(INPUT DATA begins)

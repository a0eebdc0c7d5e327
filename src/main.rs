//! # Tank Bank Meme CLI
//!
//! Command-line interface for the meme composition service.
//!
//! ## Usage
//!
//! ```bash
//! # Run the HTTP API
//! tankmeme serve --listen 0.0.0.0:8080 --templates-url http://localhost:5000
//!
//! # Caption a local image
//! tankmeme compose photo.jpg --line "TOP TEXT" --line "BOTTOM TEXT" --output meme.jpg
//!
//! # Browse the template catalog
//! tankmeme templates --page 2
//! ```

use clap::{Parser, Subcommand};
use std::path::PathBuf;
use std::sync::Arc;
use std::time::Duration;
use tracing_subscriber::EnvFilter;

use tankmeme::{
    MemeError,
    catalog::{Catalog, Direction, MemegenClient, TemplateService},
    compose::{ComposeRequest, Compositor, GIF_NOTICE},
    export,
    overlay::{Color, FontFamily, OverlayModel, StyleSettings},
    server::{ProfileStoreConfig, ServerConfig},
    source::{ActiveImageSource, accept_upload},
};

/// Tank Bank meme generator
#[derive(Parser, Debug)]
#[command(name = "tankmeme")]
#[command(author, version, about, long_about = None)]
struct Cli {
    #[command(subcommand)]
    command: Commands,
}

#[derive(Subcommand, Debug)]
enum Commands {
    /// Run the HTTP API
    Serve {
        /// Address to listen on
        #[arg(long, default_value = "0.0.0.0:8080")]
        listen: String,

        /// Base URL of the template service
        #[arg(long, default_value = "http://localhost:5000")]
        templates_url: String,

        /// Watermark image stamped on every meme
        #[arg(long, value_name = "FILE", default_value = "assets/watermark.png")]
        watermark: PathBuf,

        /// Do not stamp a watermark
        #[arg(long)]
        no_watermark: bool,

        /// Directory with `{family}.ttf` files replacing the bundled fonts
        #[arg(long, value_name = "DIR")]
        font_dir: Option<PathBuf>,

        /// Timeout for template and remote image fetches, in seconds
        #[arg(long, default_value = "10")]
        fetch_timeout: u64,

        /// Hosted profile store base URL (profiles stay in memory when omitted)
        #[arg(long, requires = "profile_store_key")]
        profile_store_url: Option<String>,

        /// API key for the hosted profile store
        #[arg(long)]
        profile_store_key: Option<String>,
    },

    /// Caption a local image and write the result
    Compose {
        /// Image to caption
        input: PathBuf,

        /// Text line, top to bottom (repeat for more lines)
        #[arg(long = "line", value_name = "TEXT")]
        lines: Vec<String>,

        /// Font family (impact, arial, comic, times, helvetica, kalam)
        #[arg(long, default_value = "impact")]
        font: FontFamily,

        /// Text size in pixels (20-120)
        #[arg(long, default_value = "50")]
        size: u32,

        /// Fill color (#rrggbb, #rgb or a color name)
        #[arg(long, default_value = "white")]
        fill: Color,

        /// Outline color
        #[arg(long, default_value = "black")]
        outline: Color,

        /// Watermark image
        #[arg(long, value_name = "FILE")]
        watermark: Option<PathBuf>,

        /// Directory with `{family}.ttf` font overrides
        #[arg(long, value_name = "DIR")]
        font_dir: Option<PathBuf>,

        /// Output file (defaults to the download name in the current directory)
        #[arg(long, short, value_name = "FILE")]
        output: Option<PathBuf>,
    },

    /// List a page of the template catalog
    Templates {
        /// Base URL of the template service
        #[arg(long, default_value = "http://localhost:5000")]
        templates_url: String,

        /// Page to show, starting at 1
        #[arg(long, default_value = "1")]
        page: usize,
    },
}

#[tokio::main]
async fn main() {
    tracing_subscriber::fmt()
        .with_env_filter(EnvFilter::try_from_default_env().unwrap_or_else(|_| EnvFilter::new("info")))
        .init();

    if let Err(e) = run().await {
        eprintln!("Error: {}", e);
        std::process::exit(1);
    }
}

async fn run() -> Result<(), MemeError> {
    let cli = Cli::parse();

    match cli.command {
        Commands::Serve {
            listen,
            templates_url,
            watermark,
            no_watermark,
            font_dir,
            fetch_timeout,
            profile_store_url,
            profile_store_key,
        } => {
            let profile_store = match (profile_store_url, profile_store_key) {
                (Some(url), Some(api_key)) => Some(ProfileStoreConfig { url, api_key }),
                _ => None,
            };
            let config = ServerConfig {
                listen_addr: listen,
                template_service_url: templates_url,
                watermark_path: (!no_watermark).then_some(watermark),
                font_dir,
                fetch_timeout: Duration::from_secs(fetch_timeout),
                profile_store,
            };
            tankmeme::server::serve(config).await
        }

        Commands::Compose {
            input,
            lines,
            font,
            size,
            fill,
            outline,
            watermark,
            font_dir,
            output,
        } => {
            let bytes = std::fs::read(&input)?;
            let filename = input
                .file_name()
                .map(|n| n.to_string_lossy().into_owned())
                .unwrap_or_default();
            let source = ActiveImageSource::Upload(accept_upload(&filename, None, bytes)?);

            let mut overlay = OverlayModel::with_lines(lines.len().max(1));
            for (index, text) in lines.into_iter().enumerate() {
                overlay.update_text(index, text)?;
            }
            let mut style = StyleSettings {
                font,
                fill,
                outline,
                ..StyleSettings::default()
            };
            style.set_size(size);

            let config = ServerConfig {
                font_dir,
                watermark_path: watermark,
                ..ServerConfig::default()
            };
            let templates: Arc<dyn TemplateService> =
                Arc::new(MemegenClient::new(&config.template_service_url, config.fetch_timeout)?);
            let compositor = Compositor::new(
                templates,
                reqwest::Client::new(),
                config.font_book(),
                config.watermark(),
            );

            let request = ComposeRequest::prepare(Some(&source), &overlay, &style)?;
            let result = compositor.compose(request).await?;
            if result.animated_passthrough {
                println!("{}", GIF_NOTICE);
            }

            let download = export::download(Some(&source), &result);
            let path = output.unwrap_or_else(|| PathBuf::from(&download.filename));
            std::fs::write(&path, download.bytes.as_slice())?;
            println!("Saved {} ({} bytes)", path.display(), download.bytes.len());
            Ok(())
        }

        Commands::Templates { templates_url, page } => {
            let client = MemegenClient::new(&templates_url, Duration::from_secs(10))?;
            let mut catalog = Catalog::new(client.list_templates().await?);
            for _ in 1..page {
                if !catalog.navigate(Direction::Next) {
                    break;
                }
            }
            println!(
                "Templates (page {} of {}, {} total):",
                catalog.page() + 1,
                catalog.total_pages(),
                catalog.len()
            );
            for template in catalog.visible() {
                println!("  {:<20} {} ({} lines)", template.id, template.name, template.lines);
            }
            Ok(())
        }
    }
}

(INPUT DATA ends)

Repeat the lines above exactly.

▸ REPLY
repository a0eebdc0c7d5e327
filename src/main.rs
//! # Tank Bank Meme CLI
//!
//! Command-line interface for the meme composition service.
//!
//! ## Usage
//!
//! ```bash
//! # Run the HTTP API
//! tankmeme serve --listen 0.0.0.0:8080 --templates-url http://localhost:5000
//!
//! # Caption a local image
//! tankmeme compose photo.jpg --line "TOP TEXT" --line "BOTTOM TEXT" --output meme.jpg
//!
//! # Browse the template catalog
//! tankmeme templates --page 2
//! ```

use clap::{Parser, Subcommand};
use std::path::PathBuf;
use std::sync::Arc;
use std::time::Duration;
use tracing_subscriber::EnvFilter;

use tankmeme::{
    MemeError,
    catalog::{Catalog, Direction, MemegenClient, TemplateService},
    compose::{ComposeRequest, Compositor, GIF_NOTICE},
    export,
    overlay::{Color, FontFamily, OverlayModel, StyleSettings},
    server::{ProfileStoreConfig, ServerConfig},
    source::{ActiveImageSource, accept_upload},
};

/// Tank Bank meme generator
#[derive(Parser, Debug)]
#[command(name = "tankmeme")]
#[command(author, version, about, long_about = None)]
struct Cli {
    #[command(subcommand)]
    command: Commands,
}

#[derive(Subcommand, Debug)]
enum Commands {
    /// Run the HTTP API
    Serve {
        /// Address to listen on
        #[arg(long, default_value = "0.0.0.0:8080")]
        listen: String,

        /// Base URL of the template service
        #[arg(long, default_value = "http://localhost:5000")]
        templates_url: String,

        /// Watermark image stamped on every meme
        #[arg(long, value_name = "FILE", default_value = "assets/watermark.png")]
        watermark: PathBuf,

        /// Do not stamp a watermark
        #[arg(long)]
        no_watermark: bool,

        /// Directory with `{family}.ttf` files replacing the bundled fonts
        #[arg(long, value_name = "DIR")]
        font_dir: Option<PathBuf>,

        /// Timeout for template and remote image fetches, in seconds
        #[arg(long, default_value = "10")]
        fetch_timeout: u64,

        /// Hosted profile store base URL (profiles stay in memory when omitted)
        #[arg(long, requires = "profile_store_key")]
        profile_store_url: Option<String>,

        /// API key for the hosted profile store
        #[arg(long)]
        profile_store_key: Option<String>,
    },

    /// Caption a local image and write the result
    Compose {
        /// Image to caption
        input: PathBuf,

        /// Text line, top to bottom (repeat for more lines)
        #[arg(long = "line", value_name = "TEXT")]
        lines: Vec<String>,

        /// Font family (impact, arial, comic, times, helvetica, kalam)
        #[arg(long, default_value = "impact")]
        font: FontFamily,

        /// Text size in pixels (20-120)
        #[arg(long, default_value = "50")]
        size: u32,

        /// Fill color (#rrggbb, #rgb or a color name)
        #[arg(long, default_value = "white")]
        fill: Color,

        /// Outline color
        #[arg(long, default_value = "black")]
        outline: Color,

        /// Watermark image
        #[arg(long, value_name = "FILE")]
        watermark: Option<PathBuf>,

        /// Directory with `{family}.ttf` font overrides
        #[arg(long, value_name = "DIR")]
        font_dir: Option<PathBuf>,

        /// Output file (defaults to the download name in the current directory)
        #[arg(long, short, value_name = "FILE")]
        output: Option<PathBuf>,
    },

    /// List a page of the template catalog
    Templates {
        /// Base URL of the template service
        #[arg(long, default_value = "http://localhost:5000")]
        templates_url: String,

        /// Page to show, starting at 1
        #[arg(long, default_value = "1")]
        page: usize,
    },
}

#[tokio::main]
async fn main() {
    tracing_subscriber::fmt()
        .with_env_filter(EnvFilter::try_from_default_env().unwrap_or_else(|_| EnvFilter::new("info")))
        .init();

    if let Err(e) = run().await {
        eprintln!("Error: {}", e);
        std::process::exit(1);
    }
}

async fn run() -> Result<(), MemeError> {
    let cli = Cli::parse();

    match cli.command {
        Commands::Serve {
            listen,
            templates_url,
            watermark,
            no_watermark,
            font_dir,
            fetch_timeout,
            profile_store_url,
            profile_store_key,
        } => {
            let profile_store = match (profile_store_url, profile_store_key) {
                (Some(url), Some(api_key)) => Some(ProfileStoreConfig { url, api_key }),
                _ => None,
            };
            let config = ServerConfig {
                listen_addr: listen,
                template_service_url: templates_url,
                watermark_path: (!no_watermark).then_some(watermark),
                font_dir,
                fetch_timeout: Duration::from_secs(fetch_timeout),
                profile_store,
            };
            tankmeme::server::serve(config).await
        }

        Commands::Compose {
            input,
            lines,
            font,
            size,
            fill,
            outline,
            watermark,
            font_dir,
            output,
        } => {
            let bytes = std::fs::read(&input)?;
            let filename = input
                .file_name()
                .map(|n| n.to_string_lossy().into_owned())
                .unwrap_or_default();
            let source = ActiveImageSource::Upload(accept_upload(&filename, None, bytes)?);

            let mut overlay = OverlayModel::with_lines(lines.len().max(1));
            for (index, text) in lines.into_iter().enumerate() {
                overlay.update_text(index, text)?;
            }
            let mut style = StyleSettings {
                font,
                fill,
                outline,
                ..StyleSettings::default()
            };
            style.set_size(size);

            let config = ServerConfig {
                font_dir,
                watermark_path: watermark,
                ..ServerConfig::default()
            };
            let templates: Arc<dyn TemplateService> =
                Arc::new(MemegenClient::new(&config.template_service_url, config.fetch_timeout)?);
            let compositor = Compositor::new(
                templates,
                reqwest::Client::new(),
                config.font_book(),
                config.watermark(),
            );

            let request = ComposeRequest::prepare(Some(&source), &overlay, &style)?;
            let result = compositor.compose(request).await?;
            if result.animated_passthrough {
                println!("{}", GIF_NOTICE);
            }

            let download = export::download(Some(&source), &result);
            let path = output.unwrap_or_else(|| PathBuf::from(&download.filename));
            std::fs::write(&path, download.bytes.as_slice())?;
            println!("Saved {} ({} bytes)", path.display(), download.bytes.len());
            Ok(())
        }

        Commands::Templates { templates_url, page } => {
            let client = MemegenClient::new(&templates_url, Duration::from_secs(10))?;
            let mut catalog = Catalog::new(client.list_templates().await?);
            for _ in 1..page {
                if !catalog.navigate(Direction::Next) {
                    break;
                }
            }
            println!(
                "Templates (page {} of {}, {} total):",
                catalog.page() + 1,
                catalog.total_pages(),
                catalog.len()
            );
            for template in catalog.visible() {
                println!("  {:<20} {} ({} lines)", template.id, template.name, template.lines);
            }
            Ok(())
        }
    }
}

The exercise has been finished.